You are viewing a plain text version of this content. The canonical link for it is here.

Posted to user@hadoop.apache.org by Jonathan Bender <jo...@stripe.com.INVALID> on 2018/09/17 17:37:38 UTC

LinuxContainerExecutor mkdir failures causing NodeManagers to become unhealthy

Hello,

We started are using CGroups with LinuxContainerExecutor recently, running
Apache Hadoop 3.0.0. Occasionally (once out of many millions of tasks) a
yarn container will fail with a message like the following:
WARN privileged.PrivilegedOperationExecutor: Shell execution returned exit
code: 35. Privileged Execution Operation Stderr:
Could not create container dirsCould not create local files and directories

Looking at the container executor source it's traceable to errors here:
https://github.com/apache/hadoop/blob/release-3.0.0-RC1/hadoop-yarn-project/hadoop-yarn/hadoop-yarn-server/hadoop-yarn-server-nodemanager/src/main/native/container-executor/impl/container-executor.c#L1604

And ultimately to
https://github.com/apache/hadoop/blob/release-3.0.0-RC1/hadoop-yarn-project/hadoop-yarn/hadoop-yarn-server/hadoop-yarn-server-nodemanager/src/main/native/container-executor/impl/container-executor.c#L672

The root failure seems to be in the underlying mkdir call, but that exit
code / errno is swallowed so we don't have more details. We tend to see
this when many containers start at the same time for the same application
on a host, and suspect it may be related to some race conditions around
those shared directories between containers for the same application.

Has anyone seen similar failures in using the LinuxContainerExecutor?

This issue compounded because LinuxContainerExecutor renders the node
unhealthy in these scenarios:
https://github.com/apache/hadoop/blob/release-3.0.0-RC1/hadoop-yarn-project/hadoop-yarn/hadoop-yarn-server/hadoop-yarn-server-nodemanager/src/main/java/org/apache/hadoop/yarn/server/nodemanager/LinuxContainerExecutor.java#L566

Under some circumstances this seems appropriate, but since this is a
transient failure (none of these machines were at capacity for disks,
inodes, etc) we shouldn't down the NodeManager.
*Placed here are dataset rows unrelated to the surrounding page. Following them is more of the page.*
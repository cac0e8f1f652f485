//! Event rows to GPLinker pointers, and dense scores back to events.

mod common;

use std::collections::BTreeSet;

use candle_core::{Device, Tensor};
use pretty_assertions::assert_eq;
use spanlink_codec::features::{event_labels, EventExample};
use spanlink_codec::schemes::EventScores;
use spanlink_codec::types::{DecodedArgument, DecodedEvent};
use spanlink_codec::{
    CollatorConfig, DataCollator, FeatureConfig, FeatureConverter, GpLinkerEvent, LabelSpace, SchemeDecoder, Split,
    TextSpan,
};

use common::{load_jsonl, CharTokenizer};

const DATA: &str = r#"
{"text": "公司今天宣布裁员", "event_list": [{"event_type": "组织行为-裁员", "trigger": "裁员", "trigger_start_index": 6, "arguments": [{"role": "裁员方", "argument": "公司", "argument_start_index": 0}, {"role": "时间", "argument": "今天", "argument_start_index": 2}]}]}
"#;

/// Light up the `(start, end)` cell of every non-padding pointer pair.
fn densify(pointers: &Tensor, seq: usize) -> Tensor {
    let (bs, channels, slots, _) = pointers.dims4().unwrap();
    let flat = pointers.flatten_all().unwrap().to_vec1::<i64>().unwrap();
    let mut dense = vec![0f32; bs * channels * seq * seq];
    for b in 0..bs {
        for c in 0..channels {
            for s in 0..slots {
                let at = ((b * channels + c) * slots + s) * 2;
                let (i, j) = (flat[at] as usize, flat[at + 1] as usize);
                if i == 0 && j == 0 {
                    continue;
                }
                dense[((b * channels + c) * seq + i) * seq + j] = 1.0;
            }
        }
    }
    Tensor::from_vec(dense, (bs, channels, seq, seq), &Device::Cpu).unwrap()
}

fn argument(role: &str, start: usize, end: usize, text: &str) -> DecodedArgument {
    DecodedArgument {
        role: role.to_string(),
        span: TextSpan {
            start,
            end,
            text: text.to_string(),
        },
    }
}

#[test]
fn test_event_round_trip() {
    let examples: Vec<EventExample> = load_jsonl(DATA);
    let roles = LabelSpace::from_labels(event_labels(&examples));
    assert_eq!(roles.len(), 3);

    let codec = GpLinkerEvent::from_space(roles.clone());
    let converter = FeatureConverter::new(&CharTokenizer, FeatureConfig::default());
    let collator = DataCollator::new(codec.clone(), CollatorConfig::default());

    let train = converter
        .convert_all(&examples, |c, e| c.event(e, &roles, Split::Train))
        .unwrap();
    let targets = collator.collate(train).unwrap().into_train().unwrap().targets;
    let argu = targets.get("argu_labels").unwrap();
    assert_eq!(argu.dims(), &[1, 3, 1, 2]);
    // three arguments give three unordered head pairs
    assert_eq!(targets.get("head_labels").unwrap().dims(), &[1, 1, 3, 2]);

    let seq = 10;
    let scores = EventScores {
        argu: densify(argu, seq),
        head: densify(targets.get("head_labels").unwrap(), seq),
        tail: densify(targets.get("tail_labels").unwrap(), seq),
    };

    let eval = converter
        .convert_all(&examples, |c, e| c.event(e, &roles, Split::Test))
        .unwrap();
    let batch = collator.collate(eval).unwrap().into_inference().unwrap();
    let decoded = codec.decode(&scores, &batch.decode_batch()).unwrap();

    let expected = DecodedEvent {
        event_type: "组织行为-裁员".to_string(),
        arguments: BTreeSet::from([
            argument("触发词", 6, 8, "裁员"),
            argument("裁员方", 0, 2, "公司"),
            argument("时间", 2, 4, "今天"),
        ]),
    };
    assert_eq!(decoded, vec![BTreeSet::from([expected])]);
}
//! Spanlink tagging-scheme codecs
//!
//! Encoding of annotated text into the target tensors of span, relation and
//! event extraction heads, and decoding of model scores back into
//! deduplicated char-space results. Tensors are Candle tensors; tokenization
//! goes through Hugging Face `tokenizers`.
//!
//! # Schemes
//! - Handshaking NER: symmetric `(seq, seq, labels)` span matrix
//! - GPLinker: sparse entity / head / tail pointer pairs for relations
//! - GRTE: one tag per `(subject token, object token, predicate)` cell
//! - PFN: dense entity / head / tail tables
//! - TPLinker-plus: multi-label upper-triangular shaking sequence
//! - GPLinker events: role arguments linked into events by clique search
//! - Pointer: UIE-style start/end pointers over a `(prompt, content)` pair
//!
//! # Example
//! ```rust
//! use spanlink_codec::{segment, SegmenterConfig};
//!
//! let config = SegmenterConfig { max_length: 8, split_sentence: true };
//! let segmentation = segment(&["北京今天下雨。上海明天晴。"], &config);
//! assert_eq!(segmentation.texts(), vec!["北京今天下雨。", "上海明天晴。"]);
//! assert_eq!(segmentation.chunks[1].char_offset, 7);
//! ```

pub mod align;
pub mod classification;
pub mod collate;
pub mod config;
pub mod encoder;
pub mod error;
pub mod features;
pub mod labels;
pub mod schemes;
pub mod segment;
pub mod tensor;
pub mod types;

pub use align::{HfTokenizer, OffsetMapping, TextTokenizer, TokenizedText};
pub use classification::Classification;
pub use collate::{Collated, DataCollator, InferenceBatch, ModelInputs, TrainBatch};
pub use config::{CollatorConfig, DecodeConfig, FeatureConfig, PaddingStrategy, SegmenterConfig};
pub use encoder::{load_bert, select_device, Encoder};
pub use error::{CodecError, Result};
pub use features::{Feature, FeatureConverter, Split};
pub use labels::{LabelRegistry, LabelSpace};
pub use schemes::{
    DecodeBatch, GpLinker, GpLinkerEvent, Grte, HandshakingNer, Pfn, Pointer, SchemeCollator, SchemeDecoder,
    TargetLayout, TargetTensors, TpLinkerPlus,
};
pub use segment::{segment, Segmentation};
pub use types::{
    DecodedEntity, DecodedEvent, DecodedTriple, EntitySet, EventRecord, EventSet, RelationTriple, Span, TextSpan,
    TripleSet,
};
The behavior to add this
blacklisting came as part of https://issues.apache.org/jira/browse/YARN-6302
which seems perfectly valid, but perhaps we should make this configurable
so certain users can opt out?

Cheers,
Jon

Re: LinuxContainerExecutor mkdir failures causing NodeManagers to become unhealthy

Posted by Jonathan Bender <jo...@stripe.com.INVALID>.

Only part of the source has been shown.